The present, so it seems, is still where the money is. Just ask one of Blockbuster's newest competitors, a company that bet, in a sense, against the future. The business model for 3-year-old NetFlix rests on ordering DVDs online that are then delivered and returned through the mail. By eliminating those annoying late fees - which account for a full 15 percent of Blockbuster's $4.96 billion in revenues - NetFlix appeals to customers who "love movies and hate Blockbuster," says the company's CEO, Reed Hastings.
Video-on-demand won't become a significant business for at least five years, Hastings predicts (by which time he figures to be in that business, too). Sure, the technology is there, but "they also have helicopters so you can commute," he says. "Video-on-demand is a really compelling vision, but it's just not economical to deliver it."
While video-on-demand isn't exactly Topic A in most living rooms, it certainly is in some executive suites, where people like Antioco are busy plotting the future. In Antioco's case, his chain's muscle complicates his plans. For video-on-demand to work, it has to feature the same broad selection of movies as one of his video stores. That means striking deals with the studios, which are loath to let Blockbuster dominate another potential multibillion-dollar business.
Antioco uses soft corporate-speak to describe Blockbuster's "negative leverage," or what might be described as its ability to extort what it wants from the studios. Some suggest Blockbuster already employed such tactics with Universal when it negotiated digital-film rights for the Enron deal. Blockbuster's revenue-sharing video-rental contract with Universal expired last October, and Blockbuster made clear that it wouldn't renew without securing digital rights for the Enron experiment. (Blockbuster and Enron test-marketed the arrangement in the Pacific Northwest.) When Universal balked, Blockbuster applied pressure. It refused to stock tapes for Bring It On and Rocky & Bullwinkle, two of the studio's new releases. Universal cried uncle and signed over the rights.
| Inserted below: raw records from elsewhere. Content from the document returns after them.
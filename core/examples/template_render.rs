// orogen_core/examples/template_render.rs

//! Renders a built-in template into a pipeline, lists the available
//! templates, and round-trips the pipeline back to a user template.

use std::sync::Arc;

use chrono::{DateTime, Utc};
use tracing::info;
use uuid::Uuid;

use orogen::{
  AnalysisRecord, AnalysisType, DataService, EngineError, FitKind, PipelineEngine, SelectedRecord,
  SelectionModel, Services, TemplateStore,
};

struct NullDvc;

impl DataService for NullDvc {
  fn make_analyses(&self, _records: &[SelectedRecord]) -> anyhow::Result<Vec<AnalysisRecord>> {
    Ok(Vec::new())
  }

  fn get_analyses_by_date_range(
    &self,
    _low: DateTime<Utc>,
    _high: DateTime<Utc>,
    _exclude_uuids: &[Uuid],
    _analysis_type: AnalysisType,
    _mass_spectrometer: &str,
  ) -> anyhow::Result<Vec<SelectedRecord>> {
    Ok(Vec::new())
  }

  fn find_references(
    &self,
    _unknowns: &[AnalysisRecord],
    _analysis_type: AnalysisType,
    _hours: i64,
  ) -> anyhow::Result<Vec<AnalysisRecord>> {
    Ok(Vec::new())
  }

  fn analysis_has_review(&self, _record: &AnalysisRecord, _attribute: &str) -> bool {
    true
  }

  fn load_raw_data(&self, _record: &AnalysisRecord, _keys: &[String]) -> anyhow::Result<()> {
    Ok(())
  }

  fn save_fits(
    &self,
    _kind: FitKind,
    _records: &[AnalysisRecord],
    _keys: &[String],
    _fits: &[String],
  ) -> anyhow::Result<()> {
    Ok(())
  }

  fn save_flux(&self, _irradiation: &str, _level: &str, _positions: &[(String, f64, f64)]) -> anyhow::Result<()> {
    Ok(())
  }

  fn push_repository(&self, _name: &str) -> anyhow::Result<()> {
    Ok(())
  }

  fn pull_repository(&self, _name: &str) -> anyhow::Result<()> {
    Ok(())
  }

  fn repository_status(&self, _name: &str) -> anyhow::Result<(usize, usize)> {
    Ok((0, 0))
  }
}

struct NoSelection;

impl SelectionModel for NoSelection {
  fn selected_records(&self) -> Vec<SelectedRecord> {
    Vec::new()
  }
}

fn main() -> Result<(), EngineError> {
  tracing_subscriber::fmt().with_max_level(tracing::Level::INFO).init();

  let services = Services::new(Arc::new(NullDvc), Arc::new(NoSelection));
  let store = TemplateStore::new("core/templates", "user_templates");
  let mut engine = PipelineEngine::new(services, store)?;

  info!("available templates:");
  for name in &engine.available_pipeline_templates {
    info!("- {}", name);
  }

  engine.set_template("blanks")?;
  info!("rendered 'blanks':");
  for node in &engine.pipeline().nodes {
    let enabled = if node.is_enabled() { "" } else { " (disabled)" };
    info!("- {}{}", node.name(), enabled);
  }

  // chain a figure template onto the same pipeline
  engine.chain_ideogram()?;
  info!("after chaining 'ideogram': {} nodes", engine.pipeline().len());

  // the pipeline serializes back into a template document
  engine.save_pipeline_template("My Blanks")?;
  info!("saved user template 'My Blanks'");

  Ok(())
}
"This is not us bullying," says Blockbuster's Raskopf, who adds that the company will not renew any revenue-sharing deals without new provisions allowing for video-on-demand. "This is saying, 'We're in this to make money for all of us.'"
Blockbuster insists that the studios need it as a middleman. Consumers already think of the blue-and-gold stores as a repository of films. After all, people don't shop for movies by studio; most have no idea who produced Erin Brockovich (Universal.) And Blockbuster's ability to influence viewing habits with promotions and other marketing could help keep video-on-demand from eating into the rental business. When it started selling subscriptions to DirecTV, for example, Blockbuster gave away a 52-week free rental card - and Blockbuster claims it rented more movies than ever.
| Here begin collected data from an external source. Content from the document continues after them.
// orogen_core/src/error.rs
use std::path::PathBuf;

use anyhow::Error as AnyhowError;
use thiserror::Error;

#[derive(Debug, Error)]
pub enum EngineError {
  #[error("Template not found: {name}")]
  TemplateNotFound { name: String },

  #[error("Invalid template '{name}'. Source: {source}")]
  TemplateParse {
    name: String,
    #[source]
    source: serde_yaml::Error,
  },

  #[error("Failed reading template file {path}. Source: {source}")]
  TemplateIo {
    path: PathBuf,
    #[source]
    source: std::io::Error,
  },

  #[error("Unknown node class: {klass}")]
  UnknownNodeClass { klass: String },

  #[error("Node class '{klass}' requires the '{service}' service, which is not available")]
  MissingService { klass: String, service: String },

  #[error("Node '{name}' failed. Source: {source}")]
  Node {
    name: String,
    #[source]
    source: AnyhowError,
  },

  #[error("No pipeline state: {0}")]
  NoState(String),

  #[error("Internal engine error: {0}")]
  Internal(String),
}

impl EngineError {
  /// Wraps a collaborator-service failure as a node failure.
  pub fn node(name: impl Into<String>, source: AnyhowError) -> Self {
    EngineError::Node {
      name: name.into(),
      source,
    }
  }
}

pub type EngineResult<T, E = EngineError> = std::result::Result<T, E>;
To help it devise effective ways to boost the rental business, Blockbuster has a potent marketing tool: a database of the viewing habits of its 50 million customers. That data can help Blockbuster target suspense movie fans, for instance, when the latest John Grisham movie becomes available on broadband. "I think they have a lot to offer," says one studio executive who calls Blockbuster a "good partner." Though he acknowledges Hollywood's love-hate relationship with the chain, he adds, "There's probably a deal to be had [on video-on-demand]. But it's got to be on terms that work for both sides."